On Wed, Aug 7, 2013 at 12:21 AM, Raghavendra Bhat <rabhat@xxxxxxxxxx> wrote:
On 08/06/2013 05:22 PM, Raghavendra Gowdappa wrote:

----- Original Message -----
From: "Raghavendra Bhat" <rabhat@xxxxxxxxxx>
To: gluster-devel@xxxxxxxxxx
Sent: Tuesday, August 6, 2013 1:52:40 PM
Subject: handling open fds and graph switches


Hi,

As of now, there is a problem when following set of operations are
performed on a file.

open () => unlink () => do a graph change (not reconfigure) => fop on
the opened fd (may be write)

In the above set of operations, the fop performed on the fd after the
graph switch fails with EBADFD (which should not happen). Its because
when the file is unlinked (assume there are no other hardlinks for the
file), the gfid handle present in the .glusterfs directory of the brick
is removed. Now when graph change happens, all fds have to be migrated
to the new graph. Before that a nameless lookup will be sent on the gfid
(to build the new inode in the new graph). The nameless lookup happens
on the gfid handle. But since the gfid handle is removed upon receiving
the unlink, nameless lookup fails, thus failing the fd migration to the
new graph and the fops on the fd are also failed.
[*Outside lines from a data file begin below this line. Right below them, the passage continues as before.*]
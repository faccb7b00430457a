//! Live mirror example - follow the DOM of the first open page
//!
//! Start Chrome with `--remote-debugging-port=9222` and pass the browser
//! WebSocket URL (from `http://localhost:9222/json/version`) as the first
//! argument.

use cdp::{session::page_targets, CDPClient, CDPSession};
use dom_mirror::{DomMirror, MirrorConfig, MirrorUpdate};
use tracing_subscriber::EnvFilter;

#[tokio::main]
async fn main() -> Result<(), Box<dyn std::error::Error>> {
    tracing_subscriber::fmt()
        .with_env_filter(EnvFilter::try_from_default_env().unwrap_or_else(|_| EnvFilter::new("info")))
        .init();

    let cdp_url = std::env::args()
        .nth(1)
        .unwrap_or_else(|| "ws://localhost:9222/devtools/browser".to_string());
    println!("Connecting to Chrome at: {}", cdp_url);
    let client = CDPClient::connect(&cdp_url).await?;

    let Some(page) = page_targets(&client).await?.into_iter().next() else {
        println!("No open pages");
        return Ok(());
    };
    println!("Attaching to {} ({})", page.title, page.url);

    let session = CDPSession::attach(client.clone(), page.target_id, None).await?;
    let (mirror, driver) = DomMirror::attach(session, MirrorConfig::default()).await?;
    println!("Mirrored {} nodes", mirror.len());

    if let Some(snapshot) = mirror.to_serializable() {
        println!("{}", serde_json::to_string_pretty(&snapshot)?);
    }

    for id in mirror.query_selector_all("a[href]", None).await? {
        println!("link {} -> {:?}", id, mirror.selector_hint(id));
    }

    // Print updates for a while; navigate or edit the page to see them
    let mut updates = mirror.subscribe();
    let deadline = tokio::time::sleep(tokio::time::Duration::from_secs(30));
    tokio::pin!(deadline);
    loop {
        tokio::select! {
            _ = &mut deadline => break,
            update = updates.recv() => match update {
                Ok(MirrorUpdate::Reset { root, generation }) => {
                    println!("document reloaded: root {} (generation {})", root, generation);
                }
                Ok(update) => println!("{}", serde_json::to_string(&update)?),
                Err(e) => {
                    println!("update stream: {}", e);
                    break;
                }
            },
        }
    }

    driver.abort();
    client.close().await?;
    println!("Disconnected");
    Ok(())
}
A patch has been sent to handle
this(http://review.gluster.org/#/c/5428/), where the gfid handle is
removed when the last reference to the file is removed (i.e upon getting
the unlink, it also checks whether there are any open fds on the inode.
If so, then the gfid handle is not removed. Its removed when release on
that fd is received). But that approach might lead to gfid handle leaks
(what if glusterfsd crashes upon unlinking the last entry? the gfid
handle might not have been removed if there are open fds. And now if
glusterfsd crashes, then the gfid handle for that file is leaked).

Another approach might be to make posix_lookup do a stat on one of the
fds present on the inode when it has to build a INODE HANDLE (which
happens as part of nameless lookup). The nameless lookup suceeds and the
new inode is looked up in the new graph for the client. But after that,
there are 2 more issues.

1) After successful completion of the nameless lookup, the file has to
be opened in the new graph. So a syncop_open is sent on the new graph
for the gfid. In posix_open, posix xlator again tries to open the file
using the gfid handle. But since the gfid handle is removed, open fails
and the file is not opened (thus fd migration fails again.) We can
search the list of fds for the inode, find the right fd that the fuse
client is trying to migrate and return that fd. But searching the right
fd is a hard task. (What if a fuse client has opened 2 fds with same flags?)
If there is more than one posix fd (fd opened on backend filesystem) with same flags, its not really an issue. For our purposes it doesn't make any difference. Within glusterfs we'll anyways be using a different fd object (to maintain lock state etc). At the posix level all we need is an fd opened with correct flags. We can dup one of these (posix) fds and associate the duped fd with glusterfs fd object. Please note that returning glfs_fd_object (with a reference) won't work here, since the glusterfs fd object we are migrating might have different lock state than the one having posix fd opened with same flags. We need to dup the posix fd and associate that fd with a new glusterfs fd object.
Ok. Will see this method.

2) Another problem is open-behind. Fuse xlator after nameless lookup,
sends syncop_open to migrate the fds. Once the syncop_open is complete
and fds are migrated, PARENT_DOWN event is sent on the old graph and the
client xlator sends release on all the fds (if the previous syncop_open
is successful, then its safe to send release from old graph as the new
fd would have been migrated to the new graph, with corresponding fd
present in the brick). But before that in syncop_open, open-behind might
have sent success to the fuse without actually winding the open call to
the below xlators. Now fuse gets success for the open, sends PARENT_DOWN
to old graph, which sends release on the fd. Thus even though a fd is
present from application's point of view, there are no mechanisms to
access the file (as the fds and gfid handles have been removed already.)
Introduce a key in xdata "force-open" in open fop and if that key is set, make open-behind to not to delay open.
But the problem is syncop_open () does not send any dictionary (it will be NULL). We can make open-behind
check whether xdata is NULL and if so, consider that open call be generated internally (not from application) and wind it to the below xlator.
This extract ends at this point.